• _Assignment_: Go through the data and say how many lines include the string "RawFrame"; return only the figure.
Data supplied section start
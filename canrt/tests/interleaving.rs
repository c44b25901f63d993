mod common;

use canrt::config::Config;
use canrt::controller::BusController;
use canrt::core::{BaudRate, NodeId};
use canrt::interrupt::{InterruptControl, InterruptMutex};
use canrt::scheduler::{Scheduler, Trigger};
use common::{ScriptedBus, frame};
use embassy_sync::blocking_mutex::raw::CriticalSectionRawMutex;
use std::cell::{Cell, RefCell};
use std::vec::Vec;

const CONFIG: Config = Config::new(NodeId::new(5).unwrap(), BaudRate::Kbps125);

/// Interrupt controller model: requests raised while masked stay pending until unmasked
#[derive(Default)]
struct PendingControl {
    masked: Cell<bool>,
    pending: RefCell<Vec<Trigger>>,
    delivered: RefCell<Vec<Trigger>>,
}

impl PendingControl {
    fn raise(&self, trigger: Trigger) {
        if self.masked.get() {
            self.pending.borrow_mut().push(trigger);
        } else {
            self.delivered.borrow_mut().push(trigger);
        }
    }
}

impl InterruptControl for PendingControl {
    fn disable(&self) {
        self.masked.set(true);
    }

    fn enable(&self) {
        self.masked.set(false);
        let pending = std::mem::take(&mut *self.pending.borrow_mut());
        self.delivered.borrow_mut().extend(pending);
    }
}

#[test]
fn test_interrupts_wait_for_guard() {
    let mut bus = ScriptedBus::default();
    bus.inbox.push_back(frame(0x185, &[1]));
    let controller = BusController::<CriticalSectionRawMutex, _, 4, 4>::new(&CONFIG, bus);
    let scheduler = Scheduler::new(&controller, &CONFIG);
    let mutex = InterruptMutex::new(PendingControl::default());

    let deliver = || {
        let triggers = std::mem::take(&mut *mutex.control().delivered.borrow_mut());
        for trigger in triggers {
            scheduler.on_interrupt(trigger);
        }
    };

    let popped = {
        let guard = mutex.lock();
        // The poll timer fires while the foreground walks the queue
        mutex.control().raise(Trigger::RxPoll);
        deliver();
        assert_eq!(controller.rx_len(), 0);
        controller.pop_rx_message(&guard)
    };
    assert_eq!(popped, None);

    // Unmasking delivers the pending request
    deliver();
    assert_eq!(controller.rx_len(), 1);

    let popped = mutex.with(|guard| controller.pop_rx_message(guard));
    assert_eq!(popped.map(|m| m.id().into_u16()), Some(0x185));
}

#[test]
fn test_push_pop_serializations() {
    // Either the push precedes the pop or the other way round; nothing else is observable
    let run = |push_first: bool| {
        let mut bus = ScriptedBus::default();
        bus.inbox.push_back(frame(0x185, &[1]));
        let controller = BusController::<CriticalSectionRawMutex, _, 4, 4>::new(&CONFIG, bus);
        let scheduler = Scheduler::new(&controller, &CONFIG);
        let mutex = InterruptMutex::new(PendingControl::default());

        if push_first {
            scheduler.on_interrupt(Trigger::RxPoll);
        }
        let popped = mutex.with(|guard| controller.pop_rx_message(guard));
        if !push_first {
            scheduler.on_interrupt(Trigger::RxPoll);
        }
        (popped.map(|m| m.id().into_u16()), controller.rx_len())
    };

    assert_eq!(run(true), (Some(0x185), 0));
    assert_eq!(run(false), (None, 1));
}
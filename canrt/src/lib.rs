//! # canrt
//!
//! This library provides the transport runtime of an interrupt-driven CAN node in no_std
//! environments. It keeps outgoing and incoming messages in fixed-capacity queues, drives the
//! bus from periodic timer interrupts, and lets a foreground loop inspect the queues without
//! racing the interrupt handlers. It requires no dynamic memory allocation.
//!
//! Message identifiers follow the CANopen \[1\] COB-ID layout. The node publishes a
//! heartbeat carrying its NMT state on `0x700 + node_id`.
//!
//! ## Architecture
//!
//! ```text
//!  timer interrupts                         foreground
//! ┌─────────────────┐                   ┌────────────────┐
//! │    Scheduler    │                   │   Foreground   │
//! │ heartbeat 1 s   │                   │ SoftTimer 250ms│
//! │ TX flush  20 ms │                   └───────┬────────┘
//! │ RX poll    3 ms │                           │ InterruptGuard
//! └────────┬────────┘                           ▼
//!          │           ┌───────────────────────────────┐
//!          └──────────►│         BusController         │
//!                      │ ┌──────────┐   ┌──────────┐   │
//!                      │ │ TX queue │   │ RX queue │   │
//!                      │ └────┬─────┘   └────▲─────┘   │
//!                      └──────┼──────────────┼─────────┘
//!                             ▼              │
//!                      ┌─────────────────────┴─┐
//!                      │       BusDriver       │
//!                      └───────────────────────┘
//! ```
//! Components:
//! * _BusController_ owns the queues, the driver and the node state (NodeId, NMT state,
//!   transport counters).
//! * _Scheduler_ is the interrupt-side handle. The platform arms one periodic timer per
//!   [`scheduler::Trigger`] and calls the scheduler from each handler: the heartbeat trigger
//!   queues a heartbeat, the TX flush trigger hands queued messages to the driver, the RX poll
//!   trigger moves received frames into the RX queue.
//! * _Foreground_ is the main-loop handle. It prints both queues and the counters to a text
//!   sink whenever its software timer expires.
//! * _BusDriver_ is the device driver interface, see the `canrt-driver` crate.
//!
//! ## Concurrency model
//!
//! There are two kinds of synchronization:
//! * Each queue, driver or state access runs in a dedicated critical section of the
//!   controller's raw mutex. With _CriticalSectionRawMutex_ a single enqueue or dequeue is
//!   atomic with respect to every interrupt handler. Critical sections are O(1) except the
//!   driver calls, whose duration the driver bounds.
//! * Foreground operations that walk or drain a queue take an [`interrupt::InterruptGuard`]
//!   from an [`interrupt::InterruptMutex`]. The guard masks the timer interrupts for the whole
//!   walk and unmasks them on every exit path.
//!
//! Queues reject new messages when full. A rejected message is counted and logged.
//!
//! ## Example
//!
//! ```
//! use canrt::bus::BusDriver;
//! use canrt::config::Config;
//! use canrt::controller::BusController;
//! use canrt::core::{BaudRate, NodeId};
//! use canrt::foreground::Foreground;
//! use canrt::frame::RawFrame;
//! use canrt::interrupt::{CriticalSectionControl, InterruptMutex};
//! use canrt::scheduler::{Scheduler, Trigger};
//! use embassy_sync::blocking_mutex::raw::CriticalSectionRawMutex;
//! use static_cell::StaticCell;
//!
//! struct Can;
//!
//! impl BusDriver for Can {
//!     type Error = ();
//!
//!     fn transmit(&mut self, _frame: &RawFrame) -> Result<(), ()> {
//!         Ok(())
//!     }
//!
//!     fn receive(&mut self) -> Option<RawFrame> {
//!         None
//!     }
//! }
//!
//! type Controller = BusController<CriticalSectionRawMutex, Can, 16, 16>;
//!
//! const CONFIG: Config = Config::new(NodeId::new(3).unwrap(), BaudRate::Kbps250);
//! static CONTROLLER: StaticCell<Controller> = StaticCell::new();
//!
//! let controller: &'static Controller = CONTROLLER.init(Controller::new(&CONFIG, Can));
//!
//! // Shared with the timer interrupt handlers
//! let scheduler = Scheduler::new(controller, &CONFIG);
//! scheduler.on_interrupt(Trigger::Heartbeat);
//! scheduler.on_interrupt(Trigger::TxFlush);
//! assert_eq!(controller.statistics().tx_transmitted, 1);
//!
//! let mutex = InterruptMutex::new(CriticalSectionControl::new());
//! let mut foreground = Foreground::new(controller, &mutex, &CONFIG, String::new());
//! foreground.poll();
//! ```
//!
//! ## Limitations
//!
//! * Only 11-bit identifiers are supported. Extended and remote frames are discarded.
//! * Failed transmissions are not retried.
//! * The no_std target supports single-CPU systems only (embassy_sync limitation).
//!
//! # References:
//!
//! * \[1\] CiA 301, CANopen application layer and communication profile
#![no_std]

pub use canrt_core as core;
pub use canrt_driver::{bus, frame, time};

// This mod MUST go first, so that the others see its macros.
pub(crate) mod fmt;

pub mod config;
pub mod controller;
pub mod foreground;
pub mod interrupt;
pub mod message;
pub mod queue;
pub mod report;
pub mod scheduler;
pub mod timer;
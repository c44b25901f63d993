#![allow(dead_code)]

use canrt::bus::BusDriver;
use canrt::frame::{Data, RawFrame};
use embedded_can::{Frame as _, Id, StandardId};
use std::collections::VecDeque;
use std::vec::Vec;

/// Scripted bus: records transmissions, refuses selected attempts, serves an inbox
#[derive(Default)]
pub struct ScriptedBus {
    pub transmitted: Vec<RawFrame>,
    pub attempts: Vec<u16>,
    /// Zero-based transmit attempt numbers to refuse
    pub fail_attempts: Vec<usize>,
    pub inbox: VecDeque<RawFrame>,
}

#[derive(Debug, PartialEq, Eq)]
pub struct Refused;

impl BusDriver for ScriptedBus {
    type Error = Refused;

    fn transmit(&mut self, frame: &RawFrame) -> Result<(), Refused> {
        let attempt = self.attempts.len();
        self.attempts.push(raw_id(frame));
        if self.fail_attempts.contains(&attempt) {
            return Err(Refused);
        }
        self.transmitted.push(*frame);
        Ok(())
    }

    fn receive(&mut self) -> Option<RawFrame> {
        self.inbox.pop_front()
    }
}

pub fn raw_id(frame: &RawFrame) -> u16 {
    match frame.id() {
        Id::Standard(id) => id.as_raw(),
        Id::Extended(_) => panic!("extended id on a CANopen bus"),
    }
}

pub fn frame(id: u16, payload: &[u8]) -> RawFrame {
    RawFrame::new_standard(StandardId::new(id).unwrap(), Data::new(payload).unwrap())
}
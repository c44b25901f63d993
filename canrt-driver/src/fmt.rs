#![macro_use]
#![allow(unused)]

use core::fmt::{Debug, Display, LowerHex};

#[cfg(all(feature = "defmt", feature = "log"))]
compile_error!("You may not enable both `defmt` and `log` features.");

#[collapse_debuginfo(yes)]
macro_rules! assert {
    ($($x:tt)*) => {
        {
            #[cfg(not(feature = "defmt"))]
            ::core::assert!($($x)*);
            #[cfg(feature = "defmt")]
            ::defmt::assert!($($x)*);
        }
    };
}

#[collapse_debuginfo(yes)]
macro_rules! assert_eq {
    ($($x:tt)*) => {
        {
            #[cfg(not(feature = "defmt"))]
            ::core::assert_eq!($($x)*);
            #[cfg(feature = "defmt")]
            ::defmt::assert_eq!($($x)*);
        }
    };
}

#[collapse_debuginfo(yes)]
macro_rules! assert_ne {
    ($($x:tt)*) => {
        {
            #[cfg(not(feature = "defmt"))]
            ::core::assert_ne!($($x)*);
            #[cfg(feature = "defmt")]
            ::defmt::assert_ne!($($x)*);
        }
    };
}

#[collapse_debuginfo(yes)]
macro_rules! debug_assert {
    ($($x:tt)*) => {
        {
            #[cfg(not(feature = "defmt"))]
            ::core::debug_assert!($($x)*);
            #[cfg(feature = "defmt")]
            ::defmt::debug_assert!($($x)*);
        }
    };
}

#[collapse_debuginfo(yes)]
macro_rules! unreachable {
    ($($x:tt)*) => {
        {
            #[cfg(not(feature = "defmt"))]
            ::core::unreachable!($($x)*);
            #[cfg(feature = "defmt")]
            ::defmt::unreachable!($($x)*);
        }
    };
}

#[collapse_debuginfo(yes)]
macro_rules! panic {
    ($($x:tt)*) => {
        {
            #[cfg(not(feature = "defmt"))]
            ::core::panic!($($x)*);
            #[cfg(feature = "defmt")]
            ::defmt::panic!($($x)*);
        }
    };
}

#[collapse_debuginfo(yes)]
macro_rules! trace {
    ($s:literal $(, $x:expr)* $(,)?) => {
        {
            #[cfg(feature = "log")]
            ::log::trace!($s $(, $x)*);
            #[cfg(feature = "defmt")]
            ::defmt::trace!($s $(, $x)*);
            #[cfg(not(any(feature = "log", feature="defmt")))]
            let _ = ($( & $x ),*);
        }
    };
}

#[collapse_debuginfo(yes)]
macro_rules! debug {
    ($s:literal $(, $x:expr)* $(,)?) => {
        {
            #[cfg(feature = "log")]
            ::log::debug!($s $(, $x)*);
            #[cfg(feature = "defmt")]
            ::defmt::debug!($s $(, $x)*);
            #[cfg(not(any(feature = "log", feature="defmt")))]
            let _ = ($( & $x ),*);
        }
    };
}

#[collapse_debuginfo(yes)]
macro_rules! info {
    ($s:literal $(, $x:expr)* $(,)?) => {
        {
            #[cfg(feature = "log")]
            ::log::info!($s $(, $x)*);
            #[cfg(feature = "defmt")]
            ::defmt::info!($s $(, $x)*);
            #[cfg(not(any(feature = "log", feature="defmt")))]
            let _ = ($( & $x ),*);
        }
    };
}

#[collapse_debuginfo(yes)]
macro_rules! warn {
    ($s:literal $(, $x:expr)* $(,)?) => {
        {
            #[cfg(feature = "log")]
            ::log::warn!($s $(, $x)*);
            #[cfg(feature = "defmt")]
            ::defmt::warn!($s $(, $x)*);
            #[cfg(not(any(feature = "log", feature="defmt")))]
            let _ = ($( & $x ),*);
        }
    };
}

#[collapse_debuginfo(yes)]
macro_rules! error {
    ($s:literal $(, $x:expr)* $(,)?) => {
        {
            #[cfg(feature = "log")]
            ::log::error!($s $(, $x)*);
            #[cfg(feature = "defmt")]
            ::defmt::error!($s $(, $x)*);
            #[cfg(not(any(feature = "log", feature="defmt")))]
            let _ = ($( & $x ),*);
        }
    };
}

#[cfg(feature = "defmt")]
#[collapse_debuginfo(yes)]
macro_rules! unwrap {
    ($($x:tt)*) => {
        ::defmt::unwrap!($($x)*)
    };
}

#[cfg(not(feature = "defmt"))]
#[collapse_debuginfo(yes)]
macro_rules! unwrap {
    ($arg:expr) => {
        match $crate::fmt::Try::into_result($arg) {
            ::core::result::Result::Ok(t) => t,
            ::core::result::Result::Err(e) => {
                ::core::panic!("unwrap of `{}` failed: {:?}", ::core::stringify!($arg), e);
            }
        }
    };
    ($arg:expr, $($msg:expr),+ $(,)? ) => {
        match $crate::fmt::Try::into_result($arg) {
            ::core::result::Result::Ok(t) => t,
            ::core::result::Result::Err(e) => {
                ::core::panic!("unwrap of `{}` failed: {}: {:?}", ::core::stringify!($arg), ::core::format_args!($($msg,)*), e);
            }
        }
    }
}

#[derive(Debug, Copy, Clone, Eq, PartialEq)]
pub struct NoneError;

pub trait Try {
    type Ok;
    type Error;
    fn into_result(self) -> Result<Self::Ok, Self::Error>;
}

impl<T> Try for Option<T> {
    type Ok = T;
    type Error = NoneError;

    #[inline]
    fn into_result(self) -> Result<T, NoneError> {
        self.ok_or(NoneError)
    }
}

impl<T, E> Try for Result<T, E> {
    type Ok = T;
    type Error = E;

    #[inline]
    fn into_result(self) -> Self {
        self
    }
}

pub(crate) struct Bytes<'a>(pub &'a [u8]);

impl<'a> Debug for Bytes<'a> {
    fn fmt(&self, f: &mut core::fmt::Formatter<'_>) -> core::fmt::Result {
        write!(f, "{:#02x?}", self.0)
    }
}

impl<'a> Display for Bytes<'a> {
    fn fmt(&self, f: &mut core::fmt::Formatter<'_>) -> core::fmt::Result {
        write!(f, "{:#02x?}", self.0)
    }
}

impl<'a> LowerHex for Bytes<'a> {
    fn fmt(&self, f: &mut core::fmt::Formatter<'_>) -> core::fmt::Result {
        write!(f, "{:#02x?}", self.0)
    }
}

#[cfg(feature = "defmt")]
impl<'a> defmt::Format for Bytes<'a> {
    fn format(&self, fmt: defmt::Formatter) {
        defmt::write!(fmt, "{:02x}", self.0)
    }
}
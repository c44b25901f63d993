//! CANopen core data types
//!
//! This crate provides basic value types shared by the other canrt crates.
//! Runtime users should not depend on this crate directly. Use the `canrt::core` reexport instead.
//!
//! # References:
//!
//! * \[1\] CiA 301 CANopen application layer and communication profile v4.2.0
#![no_std]

#[derive(Debug)]
#[cfg_attr(feature = "defmt", derive(defmt::Format))]
pub struct InvalidValue;

/// CANopen node address [1; 7.2.2]
///
/// Zero is reserved for broadcast NMT commands, so valid node addresses are 1..=127.
#[derive(Debug, Copy, Clone, PartialEq, Eq, PartialOrd, Ord)]
#[cfg_attr(feature = "defmt", derive(defmt::Format))]
pub struct NodeId(u8);

impl NodeId {
    const MIN_VALUE: u8 = 0x01;
    const MAX_VALUE: u8 = 0x7f;
    pub const MIN: NodeId = NodeId(Self::MIN_VALUE);
    pub const MAX: NodeId = NodeId(Self::MAX_VALUE);

    pub const fn new(value: u8) -> Option<Self> {
        if Self::MIN_VALUE <= value && value <= Self::MAX_VALUE {
            Some(Self(value))
        } else {
            None
        }
    }

    pub const fn into_u8(self) -> u8 {
        self.0
    }
}

impl From<NodeId> for u8 {
    fn from(value: NodeId) -> Self {
        value.into_u8()
    }
}

impl From<NodeId> for u16 {
    fn from(value: NodeId) -> Self {
        u8::from(value).into()
    }
}

impl TryFrom<u8> for NodeId {
    type Error = InvalidValue;

    fn try_from(value: u8) -> Result<Self, Self::Error> {
        Self::new(value).ok_or(InvalidValue)
    }
}

/// Function part of a pre-defined connection set identifier [1; 7.3.3]
#[derive(Debug, Copy, Clone, PartialEq, Eq, PartialOrd, Ord)]
#[cfg_attr(feature = "defmt", derive(defmt::Format))]
#[repr(u8)]
pub enum FunctionCode {
    Nmt = 0x0,
    /// SYNC shares the code with EMCY; node id 0 distinguishes it
    SyncEmergency = 0x1,
    Timestamp = 0x2,
    Tpdo1 = 0x3,
    Rpdo1 = 0x4,
    Tpdo2 = 0x5,
    Rpdo2 = 0x6,
    Tpdo3 = 0x7,
    Rpdo3 = 0x8,
    Tpdo4 = 0x9,
    Rpdo4 = 0xa,
    SdoTx = 0xb,
    SdoRx = 0xc,
    Heartbeat = 0xe,
    /// Codes without a pre-defined meaning
    Other = 0xf,
}

impl FunctionCode {
    pub const fn from_u8_truncating(code: u8) -> FunctionCode {
        match code & 0xf {
            0x0 => FunctionCode::Nmt,
            0x1 => FunctionCode::SyncEmergency,
            0x2 => FunctionCode::Timestamp,
            0x3 => FunctionCode::Tpdo1,
            0x4 => FunctionCode::Rpdo1,
            0x5 => FunctionCode::Tpdo2,
            0x6 => FunctionCode::Rpdo2,
            0x7 => FunctionCode::Tpdo3,
            0x8 => FunctionCode::Rpdo3,
            0x9 => FunctionCode::Tpdo4,
            0xa => FunctionCode::Rpdo4,
            0xb => FunctionCode::SdoTx,
            0xc => FunctionCode::SdoRx,
            0xe => FunctionCode::Heartbeat,
            _ => FunctionCode::Other,
        }
    }
}

/// 11-bit communication object identifier (COB-ID)
#[derive(Debug, Copy, Clone, PartialEq, Eq, PartialOrd, Ord, Hash)]
#[cfg_attr(feature = "defmt", derive(defmt::Format))]
pub struct CobId(u16);

impl CobId {
    const MAX_VALUE: u16 = 0x7ff;
    const NODE_BITS: u16 = 7;
    pub const MAX: CobId = CobId(Self::MAX_VALUE);

    pub const fn new(value: u16) -> Option<Self> {
        if value <= Self::MAX_VALUE {
            Some(Self::from_u16_truncating(value))
        } else {
            None
        }
    }

    pub const fn from_u16_truncating(value: u16) -> Self {
        Self(value & Self::MAX_VALUE)
    }

    /// Heartbeat / NMT error control identifier of the node: `0x700 + node`
    pub const fn heartbeat(node: NodeId) -> Self {
        Self::from_parts(FunctionCode::Heartbeat, node.into_u8())
    }

    const fn from_parts(code: FunctionCode, node: u8) -> Self {
        Self::from_u16_truncating(((code as u16) << Self::NODE_BITS) | node as u16)
    }

    pub const fn function_code(self) -> FunctionCode {
        FunctionCode::from_u8_truncating((self.0 >> Self::NODE_BITS) as u8)
    }

    /// Node address encoded in the lower seven bits, if non-zero
    pub const fn node_id(self) -> Option<NodeId> {
        NodeId::new((self.0 & ((1 << Self::NODE_BITS) - 1)) as u8)
    }

    pub const fn into_u16(self) -> u16 {
        self.0
    }
}

impl From<CobId> for u16 {
    fn from(value: CobId) -> Self {
        value.into_u16()
    }
}

impl TryFrom<u16> for CobId {
    type Error = InvalidValue;

    fn try_from(value: u16) -> Result<Self, Self::Error> {
        Self::new(value).ok_or(InvalidValue)
    }
}

/// Network management state reported in heartbeats [1; 7.2.8.3.2]
#[derive(Debug, Copy, Clone, PartialEq, Eq)]
#[cfg_attr(feature = "defmt", derive(defmt::Format))]
#[repr(u8)]
pub enum NmtState {
    BootUp = 0x00,
    Stopped = 0x04,
    Operational = 0x05,
    PreOperational = 0x7f,
}

impl NmtState {
    pub const fn try_from_u8(code: u8) -> Option<NmtState> {
        match code {
            0x00 => Some(NmtState::BootUp),
            0x04 => Some(NmtState::Stopped),
            0x05 => Some(NmtState::Operational),
            0x7f => Some(NmtState::PreOperational),
            _ => None,
        }
    }

    pub const fn into_u8(self) -> u8 {
        self as u8
    }
}

impl From<NmtState> for u8 {
    fn from(value: NmtState) -> Self {
        value.into_u8()
    }
}

impl TryFrom<u8> for NmtState {
    type Error = InvalidValue;

    fn try_from(value: u8) -> Result<Self, Self::Error> {
        Self::try_from_u8(value).ok_or(InvalidValue)
    }
}

/// Bus bit rate from the CiA 301 bit timing table
#[derive(Debug, Copy, Clone, PartialEq, Eq, PartialOrd, Ord)]
#[cfg_attr(feature = "defmt", derive(defmt::Format))]
pub enum BaudRate {
    Kbps10,
    Kbps20,
    Kbps50,
    Kbps125,
    Kbps250,
    Kbps500,
    Kbps800,
    Mbps1,
}

impl BaudRate {
    pub const fn bits_per_second(self) -> u32 {
        match self {
            BaudRate::Kbps10 => 10_000,
            BaudRate::Kbps20 => 20_000,
            BaudRate::Kbps50 => 50_000,
            BaudRate::Kbps125 => 125_000,
            BaudRate::Kbps250 => 250_000,
            BaudRate::Kbps500 => 500_000,
            BaudRate::Kbps800 => 800_000,
            BaudRate::Mbps1 => 1_000_000,
        }
    }

    pub const fn from_bits_per_second(value: u32) -> Option<Self> {
        match value {
            10_000 => Some(BaudRate::Kbps10),
            20_000 => Some(BaudRate::Kbps20),
            50_000 => Some(BaudRate::Kbps50),
            125_000 => Some(BaudRate::Kbps125),
            250_000 => Some(BaudRate::Kbps250),
            500_000 => Some(BaudRate::Kbps500),
            800_000 => Some(BaudRate::Kbps800),
            1_000_000 => Some(BaudRate::Mbps1),
            _ => None,
        }
    }
}

impl From<BaudRate> for u32 {
    fn from(value: BaudRate) -> Self {
        value.bits_per_second()
    }
}

impl TryFrom<u32> for BaudRate {
    type Error = InvalidValue;

    fn try_from(value: u32) -> Result<Self, Self::Error> {
        Self::from_bits_per_second(value).ok_or(InvalidValue)
    }
}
Data supplied section end
• _Result_: 11